** WORK REQUIRED **
Beginning with the line below that contains "self.depth = self.depth.saturating_sub(1);" and ending with the line that contains "color by name.", copy every line exactly. Copy nothing else.

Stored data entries
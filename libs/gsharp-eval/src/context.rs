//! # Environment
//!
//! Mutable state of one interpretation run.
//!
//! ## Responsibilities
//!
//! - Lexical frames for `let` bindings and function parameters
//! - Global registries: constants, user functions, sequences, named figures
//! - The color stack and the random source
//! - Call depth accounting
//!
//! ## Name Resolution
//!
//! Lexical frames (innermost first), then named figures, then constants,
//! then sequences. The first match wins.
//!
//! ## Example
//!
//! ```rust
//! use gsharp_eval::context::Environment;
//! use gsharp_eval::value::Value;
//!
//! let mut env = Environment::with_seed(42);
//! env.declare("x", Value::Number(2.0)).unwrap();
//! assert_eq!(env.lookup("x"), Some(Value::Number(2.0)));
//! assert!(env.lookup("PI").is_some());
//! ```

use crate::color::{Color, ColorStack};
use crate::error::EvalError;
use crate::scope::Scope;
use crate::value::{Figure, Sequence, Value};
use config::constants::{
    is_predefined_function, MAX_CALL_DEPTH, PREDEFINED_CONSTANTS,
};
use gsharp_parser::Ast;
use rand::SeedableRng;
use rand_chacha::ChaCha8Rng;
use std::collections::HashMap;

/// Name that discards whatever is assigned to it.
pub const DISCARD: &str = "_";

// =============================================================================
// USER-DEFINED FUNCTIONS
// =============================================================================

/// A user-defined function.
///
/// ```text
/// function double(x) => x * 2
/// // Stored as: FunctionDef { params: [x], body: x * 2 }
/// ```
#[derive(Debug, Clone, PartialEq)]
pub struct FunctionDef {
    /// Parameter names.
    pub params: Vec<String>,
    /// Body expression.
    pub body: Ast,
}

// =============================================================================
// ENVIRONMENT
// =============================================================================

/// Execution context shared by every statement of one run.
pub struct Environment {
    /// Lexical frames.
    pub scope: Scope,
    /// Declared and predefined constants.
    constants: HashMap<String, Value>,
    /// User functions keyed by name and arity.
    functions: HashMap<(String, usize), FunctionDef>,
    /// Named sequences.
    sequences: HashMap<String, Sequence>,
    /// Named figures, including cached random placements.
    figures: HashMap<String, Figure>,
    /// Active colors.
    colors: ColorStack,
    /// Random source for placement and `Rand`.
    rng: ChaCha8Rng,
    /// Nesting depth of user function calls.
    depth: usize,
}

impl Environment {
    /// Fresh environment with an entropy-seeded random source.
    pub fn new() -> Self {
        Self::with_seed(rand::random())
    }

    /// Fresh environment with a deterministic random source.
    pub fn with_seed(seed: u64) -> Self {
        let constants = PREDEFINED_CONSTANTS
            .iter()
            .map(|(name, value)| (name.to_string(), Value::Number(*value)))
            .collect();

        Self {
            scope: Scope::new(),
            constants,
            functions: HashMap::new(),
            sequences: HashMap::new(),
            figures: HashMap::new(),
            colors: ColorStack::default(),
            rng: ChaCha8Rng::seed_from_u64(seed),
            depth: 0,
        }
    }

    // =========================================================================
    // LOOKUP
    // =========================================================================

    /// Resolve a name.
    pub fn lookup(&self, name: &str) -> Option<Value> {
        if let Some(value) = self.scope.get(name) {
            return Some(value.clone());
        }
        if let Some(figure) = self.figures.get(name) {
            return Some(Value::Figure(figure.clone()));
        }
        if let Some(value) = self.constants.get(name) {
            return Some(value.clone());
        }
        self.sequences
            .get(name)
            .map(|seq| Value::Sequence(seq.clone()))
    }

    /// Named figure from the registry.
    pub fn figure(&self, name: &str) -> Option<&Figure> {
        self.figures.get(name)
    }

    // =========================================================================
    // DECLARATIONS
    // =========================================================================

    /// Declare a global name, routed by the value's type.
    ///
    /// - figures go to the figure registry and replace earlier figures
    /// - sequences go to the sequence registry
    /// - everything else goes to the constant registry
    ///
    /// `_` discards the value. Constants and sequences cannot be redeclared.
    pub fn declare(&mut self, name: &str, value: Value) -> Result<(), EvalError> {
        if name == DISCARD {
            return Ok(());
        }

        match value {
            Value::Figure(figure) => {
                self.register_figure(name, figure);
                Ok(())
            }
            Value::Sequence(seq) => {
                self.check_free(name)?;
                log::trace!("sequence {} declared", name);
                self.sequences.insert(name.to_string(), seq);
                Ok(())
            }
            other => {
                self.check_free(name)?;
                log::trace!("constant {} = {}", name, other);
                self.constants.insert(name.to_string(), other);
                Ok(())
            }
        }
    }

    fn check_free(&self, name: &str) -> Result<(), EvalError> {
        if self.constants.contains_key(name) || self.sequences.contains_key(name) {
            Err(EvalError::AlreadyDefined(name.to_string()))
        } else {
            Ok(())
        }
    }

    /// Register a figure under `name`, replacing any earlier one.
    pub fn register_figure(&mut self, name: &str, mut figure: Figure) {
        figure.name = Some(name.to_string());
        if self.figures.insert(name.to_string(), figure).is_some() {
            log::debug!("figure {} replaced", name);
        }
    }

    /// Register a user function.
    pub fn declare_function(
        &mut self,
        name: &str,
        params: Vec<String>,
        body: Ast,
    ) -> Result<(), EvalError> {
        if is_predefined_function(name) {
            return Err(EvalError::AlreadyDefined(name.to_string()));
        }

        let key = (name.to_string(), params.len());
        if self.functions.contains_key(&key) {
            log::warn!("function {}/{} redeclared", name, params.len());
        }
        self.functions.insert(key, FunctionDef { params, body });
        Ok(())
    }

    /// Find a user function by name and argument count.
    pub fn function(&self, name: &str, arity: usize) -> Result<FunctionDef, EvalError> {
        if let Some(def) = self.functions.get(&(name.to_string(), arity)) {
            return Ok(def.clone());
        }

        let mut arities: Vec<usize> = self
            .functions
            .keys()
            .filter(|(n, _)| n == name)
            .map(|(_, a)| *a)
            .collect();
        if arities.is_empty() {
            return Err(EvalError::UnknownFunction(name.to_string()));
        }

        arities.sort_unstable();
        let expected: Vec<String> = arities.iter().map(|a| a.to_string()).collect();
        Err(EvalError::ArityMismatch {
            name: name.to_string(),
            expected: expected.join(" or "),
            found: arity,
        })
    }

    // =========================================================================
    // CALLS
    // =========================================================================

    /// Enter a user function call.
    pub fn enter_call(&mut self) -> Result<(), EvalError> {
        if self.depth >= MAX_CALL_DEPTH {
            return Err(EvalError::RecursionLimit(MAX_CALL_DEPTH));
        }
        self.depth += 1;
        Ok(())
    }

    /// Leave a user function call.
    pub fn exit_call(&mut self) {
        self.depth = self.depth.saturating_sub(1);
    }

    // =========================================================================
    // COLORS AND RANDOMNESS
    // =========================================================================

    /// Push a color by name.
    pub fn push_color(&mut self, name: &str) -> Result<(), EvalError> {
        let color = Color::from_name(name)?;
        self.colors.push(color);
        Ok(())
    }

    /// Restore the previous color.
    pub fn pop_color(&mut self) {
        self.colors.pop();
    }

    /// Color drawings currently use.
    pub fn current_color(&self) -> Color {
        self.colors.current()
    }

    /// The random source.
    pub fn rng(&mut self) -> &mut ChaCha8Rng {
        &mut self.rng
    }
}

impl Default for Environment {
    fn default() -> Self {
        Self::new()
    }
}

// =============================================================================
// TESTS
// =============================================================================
* * *
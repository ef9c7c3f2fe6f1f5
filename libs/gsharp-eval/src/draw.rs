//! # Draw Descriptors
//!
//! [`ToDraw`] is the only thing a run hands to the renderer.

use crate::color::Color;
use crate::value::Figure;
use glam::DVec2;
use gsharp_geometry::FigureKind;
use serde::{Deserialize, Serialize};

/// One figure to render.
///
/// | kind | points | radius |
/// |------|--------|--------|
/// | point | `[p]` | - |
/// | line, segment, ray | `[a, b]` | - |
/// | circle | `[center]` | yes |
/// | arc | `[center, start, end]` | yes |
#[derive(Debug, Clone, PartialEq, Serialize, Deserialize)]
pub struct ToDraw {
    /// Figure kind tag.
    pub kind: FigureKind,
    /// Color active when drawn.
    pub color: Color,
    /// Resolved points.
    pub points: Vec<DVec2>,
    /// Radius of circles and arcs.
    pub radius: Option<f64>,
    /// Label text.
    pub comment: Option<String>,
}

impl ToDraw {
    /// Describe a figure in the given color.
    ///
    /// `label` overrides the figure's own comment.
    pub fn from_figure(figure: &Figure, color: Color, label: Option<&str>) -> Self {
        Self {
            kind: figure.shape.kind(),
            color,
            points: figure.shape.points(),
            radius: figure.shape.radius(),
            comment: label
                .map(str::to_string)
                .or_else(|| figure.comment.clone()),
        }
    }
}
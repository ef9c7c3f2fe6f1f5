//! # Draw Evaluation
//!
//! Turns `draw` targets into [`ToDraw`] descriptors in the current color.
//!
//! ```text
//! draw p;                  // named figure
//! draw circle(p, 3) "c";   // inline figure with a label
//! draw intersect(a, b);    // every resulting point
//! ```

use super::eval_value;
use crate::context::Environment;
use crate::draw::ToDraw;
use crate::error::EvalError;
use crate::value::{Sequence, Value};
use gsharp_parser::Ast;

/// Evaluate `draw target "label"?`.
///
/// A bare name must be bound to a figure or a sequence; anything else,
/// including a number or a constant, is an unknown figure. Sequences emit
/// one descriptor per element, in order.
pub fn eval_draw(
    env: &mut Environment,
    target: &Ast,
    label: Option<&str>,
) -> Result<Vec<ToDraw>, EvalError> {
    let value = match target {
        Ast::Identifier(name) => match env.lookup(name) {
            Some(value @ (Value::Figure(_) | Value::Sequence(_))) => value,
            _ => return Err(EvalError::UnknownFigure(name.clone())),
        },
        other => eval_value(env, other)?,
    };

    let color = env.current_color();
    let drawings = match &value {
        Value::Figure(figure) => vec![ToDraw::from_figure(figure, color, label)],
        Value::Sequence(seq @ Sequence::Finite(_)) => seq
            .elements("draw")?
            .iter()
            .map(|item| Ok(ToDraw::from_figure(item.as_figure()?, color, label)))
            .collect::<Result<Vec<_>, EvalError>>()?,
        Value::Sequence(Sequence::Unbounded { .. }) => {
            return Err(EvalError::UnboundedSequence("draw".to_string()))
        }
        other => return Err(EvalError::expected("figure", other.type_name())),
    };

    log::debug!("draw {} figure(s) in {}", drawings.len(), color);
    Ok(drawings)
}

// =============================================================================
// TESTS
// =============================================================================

** RESPONSE TO THE EXERCISE **
        self.depth = self.depth.saturating_sub(1);
    }

    // =========================================================================
    // COLORS AND RANDOMNESS
    // =========================================================================

    /// Push a color by name.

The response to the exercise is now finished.